Trends in depressie bij 55-64-jarigen: booming business!
achtergrond Aan de World-Health- Organisation(who)-voorspellingen dat depressie de komende decennia zal uitgroeien tot de grootste ziektelastveroorzaker wordt veel gerefereerd. Hoewel deze grotendeels berusten op extrapolaties van huidige depressieprevalentiecijfers naar de verwachte toekomstige bevolkingsopbouw, wordt weinig onderzoek gedaan naar het werkelijke verloop van depressieprevalentiecijfers in de tijd (trends). De uitkomsten van onderzoeken tot nu toe zijn onvoldoende consistent en variatie in methodologie maakt onderlinge vergelijking onvoldoende mogelijk. Bovendien is in deze onderzoeken nauwelijks rekening gehouden met risicofactoren en veranderingen in het voorkomen hiervan. Niettemin is inzicht in het verloop van prevalentiecijfers in relatie tot risicofactoren essentieel bij een etiologisch multifactoriële ziekte als depressie.
doel Onderzoeken of de depressieprevalentie verandert in de tijd en of eventuele veranderingen hierin verklaard kunnen worden door veranderingen in het vóórkomen van risicofactoren en/of in de impact van risicofactoren op het ontstaan van depressie.
methoden Data van de Longitudinal Aging Study Amsterdam (lasa) werden gebruikt. Het onderzoek omvat twee aselecte steekproeven van 55-64-jarigen in 1992/1993 (n = 966) en 2002/2003 (n = 1002).

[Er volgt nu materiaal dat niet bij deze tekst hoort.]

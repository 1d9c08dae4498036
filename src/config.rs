//! Configuration management for quotify.
//!
//! Every section is optional; the defaults reproduce the fixed behaviour
//! of the quote screen (ZenQuotes endpoint, 0.85x rate, 1.05x pitch,
//! 80% volume).

use serde::Deserialize;
use std::path::{Path, PathBuf};
use tracing::info;

#[derive(Debug, Clone, Deserialize)]
#[serde(default)]
pub struct ApiConfig {
    pub base_url: String,
    /// Request timeout. `None` leaves the HTTP client default in place.
    pub timeout_secs: Option<u64>,
}

impl Default for ApiConfig {
    fn default() -> Self {
        Self {
            base_url: "https://zenquotes.io/api/".into(),
            timeout_secs: None,
        }
    }
}

#[derive(Debug, Clone, Deserialize)]
#[serde(default)]
pub struct SpeechConfig {
    pub language: String,
    pub rate: f32,
    pub pitch: f32,
    /// Fraction of the device's maximum volume applied before speaking.
    pub volume_fraction: f64,
}

impl Default for SpeechConfig {
    fn default() -> Self {
        Self {
            language: "en-US".into(),
            rate: 0.85,
            pitch: 1.05,
            volume_fraction: 0.8,
        }
    }
}

#[derive(Debug, Clone, Default, Deserialize)]
#[serde(default)]
pub struct FeedbackConfig {
    pub desktop_notifications: bool,
}

#[derive(Debug, Clone, Deserialize)]
#[serde(default)]
pub struct ClipboardConfig {
    pub backend: String,
}

impl Default for ClipboardConfig {
    fn default() -> Self {
        Self {
            backend: "arboard".into(),
        }
    }
}

#[derive(Debug, Clone, Default, Deserialize)]
#[serde(default)]
pub struct ShareConfig {
    /// Program and arguments that receive the shared text on stdin.
    /// Empty prints the text to stdout.
    pub command: Vec<String>,
}

#[derive(Debug, Clone, Default, Deserialize)]
#[serde(default)]
pub struct Config {
    pub api: ApiConfig,
    pub speech: SpeechConfig,
    pub feedback: FeedbackConfig,
    pub clipboard: ClipboardConfig,
    pub share: ShareConfig,
}

impl Config {
    /// Load configuration from YAML file.
    ///
    /// Searches standard locations if no path is provided:
    /// 1. ./quotify.yaml
    /// 2. ~/.config/quotify/config.yaml
    /// 3. /etc/quotify/config.yaml
    pub fn load(path: Option<&Path>) -> Self {
        let resolved = path.map(PathBuf::from).or_else(|| {
            let candidates = [
                std::env::current_dir().ok().map(|d| d.join("quotify.yaml")),
                dirs::home_dir().map(|h| h.join(".config/quotify/config.yaml")),
                Some(PathBuf::from("/etc/quotify/config.yaml")),
            ];
            candidates.into_iter().flatten().find(|p| p.exists())
        });

        let Some(config_path) = resolved else {
            info!("No config file found, using defaults");
            return Self::default();
        };

        match std::fs::read_to_string(&config_path) {
            Ok(contents) => match Self::parse(&contents) {
                Ok(config) => {
                    info!("Loaded config from {}", config_path.display());
                    config
                }
                Err(e) => {
                    tracing::warn!("Failed to parse {}: {e}, using defaults", config_path.display());
                    Self::default()
                }
            },
            Err(e) => {
                tracing::warn!("Failed to read {}: {e}, using defaults", config_path.display());
                Self::default()
            }
        }
    }

    pub fn parse(contents: &str) -> Result<Self, serde_yml::Error> {
        serde_yml::from_str(contents)
    }
}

Responspercentages waren respectievelijk 62% en 57%. Depressie werd gemeten met de Center for Epidemiologic Studies Depression(ces-d)- schaal.
resultaten De prevalentie van depressie bij vrouwen nam toe van 12,0% naar 20,6% (p < 0,01). Na correctie voor risicofactoren was de oddsratio 1,74 (95%-betrouwbaarheidsinterval 1,17- 2,57). Bij mannen trad geen verandering in prevalentie op. De trends in depressie werden niet verklaard door trends in risicofactoren. Wél veranderde de impact van de covariabele 'werkstatus': bij mannen nam het risico op depressie bij werkenden toe, terwijl bij vrouwen dit risico juist bij niet-werkenden toenam.
conclusie De prevalentie van depressie is in 10 jaar bij 55-64-jarige vrouwen aanzienlijk toegenomen, en kon niet worden verklaard door veranderingen in (de impact van) risicofactoren.